Test homogeneity of an exposure’s odds ratios across disease subtypes

Description

Given a fitted polytomous (multinomial) case-control model from matcha() (estimator = “polytomous”), tests whether the exposure acts the same way on every disease subtype — the etiologic-heterogeneity question — and reports the efficient pooled ("common") odds ratio that holds under homogeneity. For each exposure term the null hypothesis is that its log odds ratio is equal across the non-reference outcome groups (H0: beta_1 = beta_2 = … = beta_M).

Usage

test_homogeneity(fit, conf_level = 0.95)

Arguments

fit A matchatr_fit returned by matcha() whose engine is “multinom” (i.e. estimator = “polytomous”).
conf_level Numeric confidence level for the common-OR interval, a single number strictly in (0, 1). Defaults to 0.95.

Details

The test is the Wald test of the canonical etiologic-heterogeneity analysis (Begg & Gray, 1984; as implemented in riskclustr::eh_test_subtype): with the stacked subtype log odds ratios b (length M = number of non-reference groups) and their joint covariance V from the multinomial information matrix, and a full-rank contrast matrix C (M - 1 rows) that differences consecutive subtypes,

W = (C b)’ (C V C’)^-1 (C b) ~ chi-squared with M - 1 degrees of freedom.

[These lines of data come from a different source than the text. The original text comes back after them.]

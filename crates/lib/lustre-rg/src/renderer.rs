use crate::{
    CompiledRenderGraph, PredefinedDescriptorSet, RenderGraphExecutionParams,
    TemporalRenderGraph, TemporalRenderGraphState, TemporalResourceState,
};
use lustre_backend::{
    ash::vk,
    dynamic_constants::*,
    pipeline_cache::*,
    rspirv_reflect,
    transient_resource_cache::TransientResourceCache,
    vk_sync,
    vulkan::{profiler::ProfilerScopeResult, RenderBackend},
    Device,
};
#[allow(unused_imports)]
use log::{debug, error, info, trace, warn};
use std::{collections::HashMap, path::PathBuf, sync::Arc};

use crate::temporal::ExportedTemporalRenderGraphState;
use lustre_backend::vulkan::buffer::{Buffer, BufferDesc};

enum TemporalRg {
    Inert(TemporalRenderGraphState),
    Exported(ExportedTemporalRenderGraphState),
}

impl Default for TemporalRg {
    fn default() -> Self {
        Self::Inert(Default::default())
    }
}

pub struct Renderer {
    device: Arc<Device>,

    pipeline_cache: PipelineCache,
    transient_resource_cache: TransientResourceCache,
    dynamic_constants: DynamicConstants,
    frame_descriptor_set: vk::DescriptorSet,

    compiled_rg: Option<CompiledRenderGraph>,
    temporal_rg_state: TemporalRg,

    last_gpu_timings: Vec<ProfilerScopeResult>,
}

lazy_static::lazy_static! {
    static ref FRAME_CONSTANTS_LAYOUT: HashMap<u32, rspirv_reflect::DescriptorInfo> = [
    // frame_constants
    (
        0,
        rspirv_reflect::DescriptorInfo {
            ty: rspirv_reflect::DescriptorType::UNIFORM_BUFFER,
            dimensionality: rspirv_reflect::DescriptorDimensionality::Single,
            name: Default::default(),
        },
    ),
    // instance_params_dyn
    (
        1,
        rspirv_reflect::DescriptorInfo {
            ty: rspirv_reflect::DescriptorType::STORAGE_BUFFER_DYNAMIC,
            dimensionality: rspirv_reflect::DescriptorDimensionality::Single,
            name: Default::default(),
        },
    ),
    ]
    .iter()
    .cloned()
    .collect();
}

#[derive(Clone, Copy)]
pub struct FrameConstantsLayout {
    pub globals_offset: u32,
    pub instance_params_offset: u32,
}

impl Renderer {
    pub fn new(backend: &RenderBackend, shader_root: impl Into<PathBuf>) -> anyhow::Result<Self> {
        let dynamic_constants = DynamicConstants::new({
            backend.device.create_buffer(
                BufferDesc::new_cpu_to_gpu(
                    DYNAMIC_CONSTANTS_SIZE_BYTES * DYNAMIC_CONSTANTS_BUFFER_COUNT,
                    vk::BufferUsageFlags::UNIFORM_BUFFER
                        | vk::BufferUsageFlags::STORAGE_BUFFER
                        | vk::BufferUsageFlags::SHADER_DEVICE_ADDRESS,
                ),
                "dynamic constants buffer",
                None,
            )?
        });

        let frame_descriptor_set =
            Self::create_frame_descriptor_set(backend, &dynamic_constants.buffer);

        Ok(Renderer {
            device: backend.device.clone(),
            dynamic_constants,
            frame_descriptor_set,
            pipeline_cache: PipelineCache::new(shader_root),
            transient_resource_cache: Default::default(),

            compiled_rg: None,
            temporal_rg_state: Default::default(),

            last_gpu_timings: Vec::new(),
        })
    }

    pub fn draw_frame<PrepareFrameConstantsFn>(
        &mut self,
        prepare_frame_constants: PrepareFrameConstantsFn,
    ) -> anyhow::Result<()>
    where
        PrepareFrameConstantsFn: FnOnce(&mut DynamicConstants) -> FrameConstantsLayout,
    {
        let rg = if let Some(rg) = self.compiled_rg.take() {
            rg
        } else {
            return Ok(());
        };

        let device = &*self.device;
        let raw_device = &device.raw;

        let current_frame = self.device.begin_frame();
        let main_cb = &current_frame.main_command_buffer;

        // The queries recorded two submissions ago have resolved by now.
        self.last_gpu_timings = current_frame.profiler_data.retrieve_results();

        unsafe {
            raw_device.reset_command_buffer(main_cb.raw, vk::CommandBufferResetFlags::default())?;

            raw_device.begin_command_buffer(
                main_cb.raw,
                &vk::CommandBufferBeginInfo::builder()
                    .flags(vk::CommandBufferUsageFlags::ONE_TIME_SUBMIT),
            )?;
        }

        // Now that we can write to GPU data, prepare global frame constants.
        let frame_constants_layout = prepare_frame_constants(&mut self.dynamic_constants);

        current_frame
            .profiler_data
            .begin_frame(raw_device, main_cb.raw);

        let executing_rg = rg.begin_execute(
            RenderGraphExecutionParams {
                device: &self.device,
                pipeline_cache: &mut self.pipeline_cache,
                frame_descriptor_set: self.frame_descriptor_set,
                frame_constants_layout,
                profiler_data: &current_frame.profiler_data,
            },
            &mut self.transient_resource_cache,
            &mut self.dynamic_constants,
        );

        let retired_rg = executing_rg.record_main_cb(main_cb);

        current_frame
            .profiler_data
            .finish_frame(raw_device, main_cb.raw);

        unsafe {
            raw_device.end_command_buffer(main_cb.raw)?;

            let submit_info = [vk::SubmitInfo::builder()
                .command_buffers(std::slice::from_ref(&main_cb.raw))
                .build()];

            raw_device.reset_fences(std::slice::from_ref(&main_cb.submit_done_fence))?;

            raw_device.queue_submit(
                self.device.universal_queue.raw,
                &submit_info,
                main_cb.submit_done_fence,
            )?;
        }

        self.temporal_rg_state = match std::mem::take(&mut self.temporal_rg_state) {
            TemporalRg::Inert(_) => {
                panic!("Trying to retire the render graph, but it's inert. Was prepare_frame not called?");
            }
            TemporalRg::Exported(rg) => TemporalRg::Inert(rg.retire_temporal(&retired_rg)),
        };

        retired_rg.release_resources(&mut self.transient_resource_cache);

        self.dynamic_constants.advance_frame();
        self.device.finish_frame(current_frame);

        Ok(())
    }

    /// Timings for the most recent frame with resolved GPU queries.
    pub fn last_gpu_timings(&self) -> &[ProfilerScopeResult] {
        &self.last_gpu_timings
    }

    pub fn reload_shaders(&mut self) -> anyhow::Result<()> {
        unsafe {
            self.device.raw.device_wait_idle()?;
        }
        self.pipeline_cache.refresh(&self.device);
        Ok(())
    }

    // Descriptor set for per-frame data
    fn create_frame_descriptor_set(
        backend: &RenderBackend,
        dynamic_constants: &Buffer,
    ) -> vk::DescriptorSet {
        let device = &backend.device.raw;

        let set_binding_flags = [
            vk::DescriptorBindingFlags::PARTIALLY_BOUND,
            vk::DescriptorBindingFlags::PARTIALLY_BOUND,
        ];

        let mut binding_flags_create_info =
            vk::DescriptorSetLayoutBindingFlagsCreateInfo::builder()
                .binding_flags(&set_binding_flags)
                .build();

        let descriptor_set_layout = unsafe {
            device
                .create_descriptor_set_layout(
                    &vk::DescriptorSetLayoutCreateInfo::builder()
                        .bindings(&[
                            // frame_constants
                            vk::DescriptorSetLayoutBinding::builder()
                                .descriptor_count(1)
                                .descriptor_type(vk::DescriptorType::UNIFORM_BUFFER_DYNAMIC)
                                .stage_flags(vk::ShaderStageFlags::ALL)
                                .binding(0)
                                .build(),
                            // instance_params_dyn
                            vk::DescriptorSetLayoutBinding::builder()
                                .descriptor_count(1)
                                .descriptor_type(vk::DescriptorType::STORAGE_BUFFER_DYNAMIC)
                                .stage_flags(vk::ShaderStageFlags::ALL)
                                .binding(1)
                                .build(),
                        ])
                        .push_next(&mut binding_flags_create_info)
                        .build(),
                    None,
                )
                .unwrap()
        };

        let descriptor_sizes = [
            vk::DescriptorPoolSize {
                ty: vk::DescriptorType::UNIFORM_BUFFER_DYNAMIC,
                descriptor_count: 1,
            },
            vk::DescriptorPoolSize {
                ty: vk::DescriptorType::STORAGE_BUFFER_DYNAMIC,
                descriptor_count: 1,
            },
        ];

        let descriptor_pool_info = vk::DescriptorPoolCreateInfo::builder()
            .pool_sizes(&descriptor_sizes)
            .max_sets(1);

        let descriptor_pool = unsafe {
            device
                .create_descriptor_pool(&descriptor_pool_info, None)
                .unwrap()
        };

        let set = unsafe {
            device
                .allocate_descriptor_sets(
                    &vk::DescriptorSetAllocateInfo::builder()
                        .descriptor_pool(descriptor_pool)
                        .set_layouts(std::slice::from_ref(&descriptor_set_layout))
                        .build(),
                )
                .unwrap()[0]
        };

        {
            let uniform_buffer_info = vk::DescriptorBufferInfo::builder()
                .buffer(dynamic_constants.raw)
                .range(MAX_DYNAMIC_CONSTANTS_BYTES_PER_DISPATCH as u64)
                .build();
            let storage_buffer_info = vk::DescriptorBufferInfo::builder()
                .buffer(dynamic_constants.raw)
                .range(MAX_DYNAMIC_CONSTANTS_STORAGE_BUFFER_BYTES as u64)
                .build();

            let descriptor_set_writes = [
                // `frame_constants`
                vk::WriteDescriptorSet::builder()
                    .dst_binding(0)
                    .dst_set(set)
                    .descriptor_type(vk::DescriptorType::UNIFORM_BUFFER_DYNAMIC)
                    .buffer_info(std::slice::from_ref(&uniform_buffer_info))
                    .build(),
                // `instance_params_dyn`
                vk::WriteDescriptorSet::builder()
                    .dst_binding(1)
                    .dst_set(set)
                    .descriptor_type(vk::DescriptorType::STORAGE_BUFFER_DYNAMIC)
                    .buffer_info(std::slice::from_ref(&storage_buffer_info))
                    .build(),
            ];

            unsafe { device.update_descriptor_sets(&descriptor_set_writes, &[]) };
        }

        set
    }

    pub fn prepare_frame<PrepareRenderGraphFn>(
        &mut self,
        prepare_render_graph: PrepareRenderGraphFn,
    ) -> anyhow::Result<()>
    where
        PrepareRenderGraphFn: FnOnce(&mut TemporalRenderGraph),
    {
        let mut rg = TemporalRenderGraph::new(
            match &self.temporal_rg_state {
                TemporalRg::Inert(state) => state.clone_assuming_inert(),
                TemporalRg::Exported(_) => {
                    panic!("Trying to prepare_frame but render graph is still active")
                }
            },
            self.device.clone(),
        );

        rg.predefined_descriptor_set_layouts.insert(
            2,
            PredefinedDescriptorSet {
                bindings: FRAME_CONSTANTS_LAYOUT.clone(),
            },
        );

        prepare_render_graph(&mut rg);
        let (rg, temporal_rg_state) = rg.export_temporal();

        self.compiled_rg = Some(rg.compile(&mut self.pipeline_cache));

        match self.pipeline_cache.prepare_frame(&self.device) {
            Ok(()) => {
                // If the frame preparation succeded, update stored temporal rg state and finish
                self.temporal_rg_state = TemporalRg::Exported(temporal_rg_state);
                Ok(())
            }
            Err(err) => {
                // If frame preparation failed, we're not going to render anything, but we've potentially created
                // some temporal resources, and we can reuse them in the next attempt.
                //
                // Import any new resources into our temporal rg state, but reset their access modes.

                let self_temporal_rg_state = match &mut self.temporal_rg_state {
                    TemporalRg::Inert(state) => state,
                    TemporalRg::Exported(_) => unreachable!(),
                };

                for (res_key, res) in temporal_rg_state.0.resources {
                    // `insert` is infrequent here, and we can avoid cloning the key.
                    #[allow(clippy::map_entry)]
                    if !self_temporal_rg_state.resources.contains_key(&res_key) {
                        let res = match res {
                            res @ TemporalResourceState::Inert { .. } => res,
                            TemporalResourceState::Imported { resource, .. }
                            | TemporalResourceState::Exported { resource, .. } => {
                                TemporalResourceState::Inert {
                                    resource,
                                    access_type: vk_sync::AccessType::Nothing,
                                }
                            }
                        };

                        self_temporal_rg_state.resources.insert(res_key, res);
                    }
                }

                Err(err)
            }
        }
    }

    pub fn device(&self) -> &Arc<Device> {
        &self.device
    }
}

The common odds ratio is the minimum-variance (generalized-least-squares / inverse-variance) combination of the subtype log odds ratios — the restricted estimator under the equality constraint, asymptotically equivalent to the constrained maximum-likelihood fit:

b_common = (1’ V^-1 b) / (1’ V^-1 1), Var(b_common) = 1 / (1’ V^-1 1),

exponentiated to the odds-ratio scale with a Wald interval on the log scale (so the interval is asymmetric on the OR scale). Because the constraint is imposed on the already-fitted unconstrained model, no refit is needed and the test handles continuous confounders directly. The pooled estimate is more efficient than any single subtype odds ratio (Begg & Gray, 1984): its standard error is smaller than each pooled term’s.

Each exposure term is tested separately (one "risk factor" per column): a binary or continuous exposure contributes one row, an unordered factor exposure one row per non-reference level. There is no omnibus test across the levels of a multi-level factor exposure — it yields one independent homogeneity test per level, so adjust for multiple comparisons if several levels are screened. The fit must be the polytomous multinomial engine (three or more outcome groups); any other engine — or a fit that produced no model — is rejected.

Value

A matchatr_homogeneity object: a list carrying homogeneity (a data.table with one row per exposure term — the term, the common odds ratio with its Wald bounds, and the homogeneity chi-squared statistic, df, and p.value), subtype (the per-subtype odds ratios it pools), the baseline reference group, the conf_level, the analysis size n, and the estimator / engine labels.

References

Begg CB, Gray R (1984). Calculation of polytomous logistic regression parameters using individualized regressions. Biometrika 71(1), 11-18.

Borgan O, Breslow N, Chatterjee N, Gail MH, Scott A, Wild CJ (2018). Handbook of Statistical Methods for Case-Control Studies, Chapter 5.

See Also

matcha(), contrast(), tidy.matchatr_homogeneity()

Examples

library("matchatr")

set.seed(5)
n <- 4000
x <- rbinom(n, 1, 0.4)
# Subtype A and B share the exposure effect (homogeneity holds).
eta <- cbind(control = 0, A = -1 + log(2) * x, B = -1.4 + log(2) * x)
prob <- exp(eta) / rowSums(exp(eta))
g <- apply(prob, 1, function(p) sample(c("control", "A", "B"), 1, prob = p))
d <- data.frame(g = g, x = x)
fit <- matcha(d, outcome = "g", exposure = "x",
              design = unmatched_cc(), estimator = "polytomous",
              reference = "control")
test_homogeneity(fit)
<matchatr_homogeneity>
 Estimator:  polytomous  (engine: multinom)
 Test:       Homogeneity of subtype odds ratios (Wald)
 Reference:  control
 N:          4000

Common (pooled) odds ratio per exposure term and homogeneity test:
     term common_or        se ci_lower ci_upper statistic    df   p.value
   <char>     <num>     <num>    <num>    <num>     <num> <int>     <num>
1:      x  1.868871 0.1216725 1.644985 2.123228   1.25593     1 0.2624228

Per-subtype odds ratios (pooled):
   comparison       or ci_lower ci_upper
       <char>    <num>    <num>    <num>
1:       A: x 1.951515 1.682447 2.263613
2:       B: x 1.751165 1.475982 2.077653

A small p-value is evidence the exposure odds ratio differs across subtypes.